Bingchen_Liu · September 24, 2019, 1:55am

Hi

jit_net = torch.jit.load(saved_path)   # load the pre-trained network defined as a ScriptModule
nn_net = TheSameNet()    # this is the same network as jit_net but defined as a nn.Module
nn_net.load_state_dict(jit_net.state_dict())

I have a pre-trained ScriptModule and now I want to change some forward-pass function of it, therefore I define an exactly same nn.Module class and want to load the weights into this new network. I do this by the above code.
However, when I successfully load the pre-trained weights in the ScriptModule model to the nn.Module model, the “nn_net” outputs different results as the “jit_net” for the same inputs. I would like to know if there is a proper way to transfer the weights between jit-scriptmodule and nn.module, or do I miss something, or if it is potentially a bug for the inconsistent output, or is it just not recommened to do so (transfering weights between ScriptModule and nn.Module).

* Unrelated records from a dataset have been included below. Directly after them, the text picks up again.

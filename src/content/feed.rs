//! Post listing with cursor-based "load more" pagination

use super::post::{PostSummary, PostsPage};
use crate::cms::{CmsError, ContentSource};

/// Ordered post listing and the cursor for the page after it.
///
/// Posts are only ever appended. `load_more` borrows the feed mutably, so a
/// second load cannot start while one is outstanding.
#[derive(Debug, Clone, Default, PartialEq)]
pub struct Feed {
    posts: Vec<PostSummary>,
    next_page: Option<String>,
}

/// Result of a `load_more` call
#[derive(Debug, Clone, Copy, PartialEq, Eq)]
pub enum LoadMore {
    /// This many posts were appended
    Appended(usize),
    /// There was no cursor; nothing was fetched
    Exhausted,
}

impl Feed {
    /// Start a feed from an already fetched page
    pub fn new(page: PostsPage) -> Self {
        Self {
            posts: page.results,
            next_page: page.next_page,
        }
    }

    /// Fetch the first listing page
    pub async fn first_page(source: &dyn ContentSource) -> Result<Self, CmsError> {
        Ok(Self::new(source.first_page().await?))
    }

    pub fn posts(&self) -> &[PostSummary] {
        &self.posts
    }

    pub fn next_page(&self) -> Option<&str> {
        self.next_page.as_deref()
    }

    pub fn has_more(&self) -> bool {
        self.next_page.is_some()
    }

    /// Fetch the page behind the cursor and append it.
    ///
    /// On error the feed is left exactly as it was.
    pub async fn load_more(&mut self, source: &dyn ContentSource) -> Result<LoadMore, CmsError> {
        let Some(cursor) = self.next_page.as_deref() else {
            return Ok(LoadMore::Exhausted);
        };

        let page = source.page_at(cursor).await?;
        let appended = page.results.len();
        tracing::debug!("Loaded {} more posts", appended);

        self.posts.extend(page.results);
        self.next_page = page.next_page;

        Ok(LoadMore::Appended(appended))
    }
}
//! CLI entry point for spacetraveling

use anyhow::Result;
use clap::{Parser, Subcommand};
use std::path::PathBuf;
use tracing_subscriber::{layer::SubscriberExt, util::SubscriberInitExt};

use spacetraveling::Blog;

#[derive(Parser)]
#[command(name = "spacetraveling")]
#[command(version)]
#[command(about = "A static blog generator that renders posts from a headless CMS", long_about = None)]
struct Cli {
    /// Set the base directory (defaults to current directory)
    #[arg(short, long, global = true)]
    cwd: Option<PathBuf>,

    /// Enable debug output
    #[arg(short, long, global = true)]
    debug: bool,

    #[command(subcommand)]
    command: Commands,
}

#[derive(Subcommand)]
enum Commands {
    /// Write a default site configuration
    Init {
        /// Directory to initialize (defaults to current directory)
        #[arg(default_value = ".")]
        folder: PathBuf,
    },

    /// Generate static files
    #[command(alias = "g")]
    Generate {
        /// Regenerate every revalidation interval
        #[arg(short, long)]
        watch: bool,
    },

    /// Start a local server
    #[command(alias = "s")]
    Server {
        /// Port to listen on
        #[arg(short, long, default_value = "3000")]
        port: u16,

        /// IP address to bind to
        #[arg(short, long, default_value = "localhost")]
        ip: String,

        /// Open browser automatically
        #[arg(short, long)]
        open: bool,

        /// Only serve the public folder (no regeneration)
        #[arg(long)]
        r#static: bool,
    },

    /// Clean the public folder and cache
    Clean,

    /// List posts
    List {
        /// Follow the cursor through every page
        #[arg(short, long)]
        all: bool,
    },

    /// Display version information
    Version,
}

#[tokio::main]
async fn main() -> Result<()> {
    let cli = Cli::parse();

    // Initialize logging
    let filter = if cli.debug {
        "spacetraveling=debug,info"
    } else {
        "spacetraveling=info"
    };

    tracing_subscriber::registry()
        .with(
            tracing_subscriber::EnvFilter::try_from_default_env().unwrap_or_else(|_| filter.into()),
        )
        .with(tracing_subscriber::fmt::layer())
        .init();

    // Determine base directory
    let base_dir = match cli.cwd {
        Some(dir) => dir,
        None => std::env::current_dir()?,
    };

    match cli.command {
        Commands::Init { folder } => {
            let target_dir = if folder.is_absolute() {
                folder
            } else {
                base_dir.join(folder)
            };
            spacetraveling::commands::init::init_site(&target_dir)?;
            println!("Initialized site in {:?}", target_dir);
        }

        Commands::Generate { watch } => {
            let blog = Blog::new(&base_dir)?;
            if watch {
                spacetraveling::commands::generate::watch(&blog).await?;
            } else {
                tracing::info!("Generating static files...");
                blog.generate().await?;
                println!("Generated successfully!");
            }
        }

        Commands::Server {
            port,
            ip,
            open,
            r#static,
        } => {
            let blog = Blog::new(&base_dir)?;

            // Generate first
            tracing::info!("Generating static files...");
            if let Err(e) = blog.generate().await {
                if r#static {
                    return Err(e);
                }
                tracing::warn!("Initial generation failed, pages will be built on request: {}", e);
            }

            tracing::info!("Starting server at http://{}:{}", ip, port);
            spacetraveling::server::start(&blog, &ip, port, !r#static, open).await?;
        }

        Commands::Clean => {
            let blog = Blog::new(&base_dir)?;
            tracing::info!("Cleaning public folder...");
            blog.clean()?;
            println!("Cleaned successfully!");
        }

        Commands::List { all } => {
            let blog = Blog::new(&base_dir)?;
            spacetraveling::commands::list::run(&blog, all).await?;
        }

        Commands::Version => {
            println!("spacetraveling version {}", env!("CARGO_PKG_VERSION"));
        }
    }

    Ok(())
}
//! Prismic repository API client

use async_trait::async_trait;
use chrono::{DateTime, Utc};
use reqwest::Client;
use serde::de::{self, DeserializeOwned, IgnoredAny};
use serde::{Deserialize, Deserializer};
use url::Url;

use super::{CmsError, ContentSource};
use crate::config::CmsConfig;
use crate::content::{null_as_default, ContentBlock, PostDetail, PostSummary, PostsPage, RichTextNode};
use crate::helpers::parse_timestamp;

/// Fields projected for listing pages
const SUMMARY_FIELDS: &[&str] = &["title", "subtitle", "author"];

/// Page size used when enumerating every post
const ENUMERATE_PAGE_SIZE: usize = 100;

/// Client for a Prismic v2 repository
#[derive(Clone, Debug)]
pub struct PrismicClient {
    client: Client,
    endpoint: Url,
    access_token: Option<String>,
    document_type: String,
    page_size: usize,
}

#[derive(Debug, Deserialize)]
struct ApiInfo {
    refs: Vec<ApiRef>,
}

#[derive(Debug, Deserialize)]
struct ApiRef {
    #[serde(rename = "ref")]
    id: String,
    #[serde(rename = "isMasterRef", default)]
    is_master: bool,
}

#[derive(Debug, Deserialize)]
struct SearchResponse<D> {
    #[serde(default = "Vec::new")]
    results: Vec<Document<D>>,
    next_page: Option<String>,
}

#[derive(Debug, Deserialize)]
struct Document<D> {
    uid: Option<String>,
    #[serde(default, deserialize_with = "timestamp")]
    first_publication_date: Option<DateTime<Utc>>,
    data: D,
}

#[derive(Debug, Default, Deserialize)]
struct SummaryData {
    #[serde(default, deserialize_with = "null_as_default")]
    title: String,
    #[serde(default, deserialize_with = "null_as_default")]
    subtitle: String,
    #[serde(default, deserialize_with = "null_as_default")]
    author: String,
}

#[derive(Debug, Deserialize)]
struct DetailData {
    #[serde(flatten)]
    summary: SummaryData,
    #[serde(default, deserialize_with = "null_as_default")]
    banner: Banner,
    #[serde(default, deserialize_with = "null_as_default")]
    content: Vec<RawBlock>,
}

#[derive(Debug, Default, Deserialize)]
struct Banner {
    url: Option<String>,
}

#[derive(Debug, Deserialize)]
struct RawBlock {
    #[serde(default, deserialize_with = "null_as_default")]
    heading: String,
    #[serde(default, deserialize_with = "null_as_default")]
    body: Vec<RichTextNode>,
}

fn timestamp<'de, D>(deserializer: D) -> Result<Option<DateTime<Utc>>, D::Error>
where
    D: Deserializer<'de>,
{
    match Option::<String>::deserialize(deserializer)? {
        None => Ok(None),
        Some(raw) => parse_timestamp(&raw)
            .map(Some)
            .ok_or_else(|| de::Error::custom(format!("invalid timestamp {:?}", raw))),
    }
}

fn summary(uid: String, published: Option<DateTime<Utc>>, data: SummaryData) -> PostSummary {
    PostSummary {
        uid,
        first_publication_date: published,
        title: data.title,
        subtitle: data.subtitle,
        author: data.author,
    }
}

impl SearchResponse<SummaryData> {
    fn into_page(self) -> PostsPage {
        let results = self
            .results
            .into_iter()
            .filter_map(|doc| match doc.uid {
                Some(uid) => Some(summary(uid, doc.first_publication_date, doc.data)),
                None => {
                    tracing::warn!("Skipping document without uid");
                    None
                }
            })
            .collect();

        PostsPage {
            results,
            next_page: self.next_page,
        }
    }
}

impl Document<DetailData> {
    fn into_detail(self, requested_uid: &str) -> PostDetail {
        let uid = self.uid.unwrap_or_else(|| requested_uid.to_string());
        PostDetail {
            summary: summary(uid, self.first_publication_date, self.data.summary),
            banner_url: self.data.banner.url.unwrap_or_default(),
            content: self
                .data
                .content
                .into_iter()
                .map(|block| ContentBlock {
                    heading: block.heading,
                    body: block.body,
                })
                .collect(),
        }
    }
}

/// Quote a value for use inside a predicate
fn quote(value: &str) -> String {
    format!("\"{}\"", value.replace('\\', "\\\\").replace('"', "\\\""))
}

impl PrismicClient {
    pub fn new(config: &CmsConfig) -> Result<Self, CmsError> {
        let endpoint = Url::parse(config.endpoint.trim_end_matches('/'))?;
        let client = Client::builder().user_agent(Self::user_agent()).build()?;
        Ok(Self {
            client,
            endpoint,
            access_token: config.access_token.clone(),
            document_type: config.document_type.clone(),
            page_size: config.page_size,
        })
    }

    pub fn user_agent() -> &'static str {
        concat!("spacetraveling/", env!("CARGO_PKG_VERSION"))
    }

    async fn get_json<T: DeserializeOwned>(&self, url: Url) -> Result<T, CmsError> {
        tracing::debug!("GET {}", url);
        let resp = self.client.get(url.clone()).send().await?;
        let status = resp.status();
        if !status.is_success() {
            return Err(CmsError::Status {
                url: url.to_string(),
                status: status.as_u16(),
            });
        }
        let body = resp.bytes().await?;
        serde_json::from_slice(&body).map_err(|source| CmsError::Decode {
            url: url.to_string(),
            source,
        })
    }

    /// The ref every query must be pinned to
    async fn master_ref(&self) -> Result<String, CmsError> {
        let mut url = self.endpoint.clone();
        if let Some(token) = &self.access_token {
            url.query_pairs_mut().append_pair("access_token", token);
        }
        let api: ApiInfo = self.get_json(url).await?;
        api.refs
            .into_iter()
            .find(|r| r.is_master)
            .map(|r| r.id)
            .ok_or(CmsError::NoMasterRef)
    }

    fn search_url(
        &self,
        master_ref: &str,
        predicates: &[String],
        page_size: usize,
        fetch: &[&str],
    ) -> Result<Url, CmsError> {
        let base = self.endpoint.as_str().trim_end_matches('/');
        let mut url = Url::parse(&format!("{}/documents/search", base))?;
        {
            let mut qp = url.query_pairs_mut();
            qp.append_pair("ref", master_ref);
            qp.append_pair("q", &format!("[{}]", predicates.concat()));
            qp.append_pair("pageSize", &page_size.to_string());
            if !fetch.is_empty() {
                let fields: Vec<String> = fetch
                    .iter()
                    .map(|f| format!("{}.{}", self.document_type, f))
                    .collect();
                qp.append_pair("fetch", &fields.join(","));
            }
            if let Some(token) = &self.access_token {
                qp.append_pair("access_token", token);
            }
        }
        Ok(url)
    }

    fn type_predicate(&self) -> String {
        format!("[at(document.type,{})]", quote(&self.document_type))
    }

    fn uid_predicate(&self, uid: &str) -> String {
        format!("[at(my.{}.uid,{})]", self.document_type, quote(uid))
    }
}

#[async_trait]
impl ContentSource for PrismicClient {
    async fn first_page(&self) -> Result<PostsPage, CmsError> {
        let master_ref = self.master_ref().await?;
        let url = self.search_url(
            &master_ref,
            &[self.type_predicate()],
            self.page_size,
            SUMMARY_FIELDS,
        )?;
        let response: SearchResponse<SummaryData> = self.get_json(url).await?;
        Ok(response.into_page())
    }

    async fn page_at(&self, cursor: &str) -> Result<PostsPage, CmsError> {
        let url = Url::parse(cursor)?;
        let response: SearchResponse<SummaryData> = self.get_json(url).await?;
        Ok(response.into_page())
    }

    async fn post_by_uid(&self, uid: &str) -> Result<PostDetail, CmsError> {
        let master_ref = self.master_ref().await?;
        let url = self.search_url(
            &master_ref,
            &[self.type_predicate(), self.uid_predicate(uid)],
            1,
            &[],
        )?;
        let response: SearchResponse<DetailData> = self.get_json(url).await?;
        response
            .results
            .into_iter()
            .next()
            .map(|doc| doc.into_detail(uid))
            .ok_or_else(|| CmsError::NotFound {
                document_type: self.document_type.clone(),
                uid: uid.to_string(),
            })
    }

    async fn all_uids(&self) -> Result<Vec<String>, CmsError> {
        let master_ref = self.master_ref().await?;
        let mut next = Some(self.search_url(
            &master_ref,
            &[self.type_predicate()],
            ENUMERATE_PAGE_SIZE,
            &["title"],
        )?);

        let mut uids = Vec::new();
        while let Some(url) = next.take() {
            let response: SearchResponse<IgnoredAny> = self.get_json(url).await?;
            uids.extend(response.results.into_iter().filter_map(|doc| doc.uid));
            next = response.next_page.as_deref().map(Url::parse).transpose()?;
        }

        Ok(uids)
    }
}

joe8086 · September 27, 2019, 6:08am

I also meet this kind inconsistent before.
So I give up use ScriptModel, instead I build a parser to parse ScriptModel.graph IR.
Then use the IR label to access state_dict
But the IR is not public release, it still not a good idea to handle this issue (because IR may change between different version)
I think this is a pytorch bug, need pytorch to fix it.

Michael_Suo · September 27, 2019, 6:40am

This is not expected, no, but could happen if there is a source of non-determinism in the model. If you could file a Github issue with a repro, that would be very helpful. Ideally a simple model that we can run to produce an inconsistency.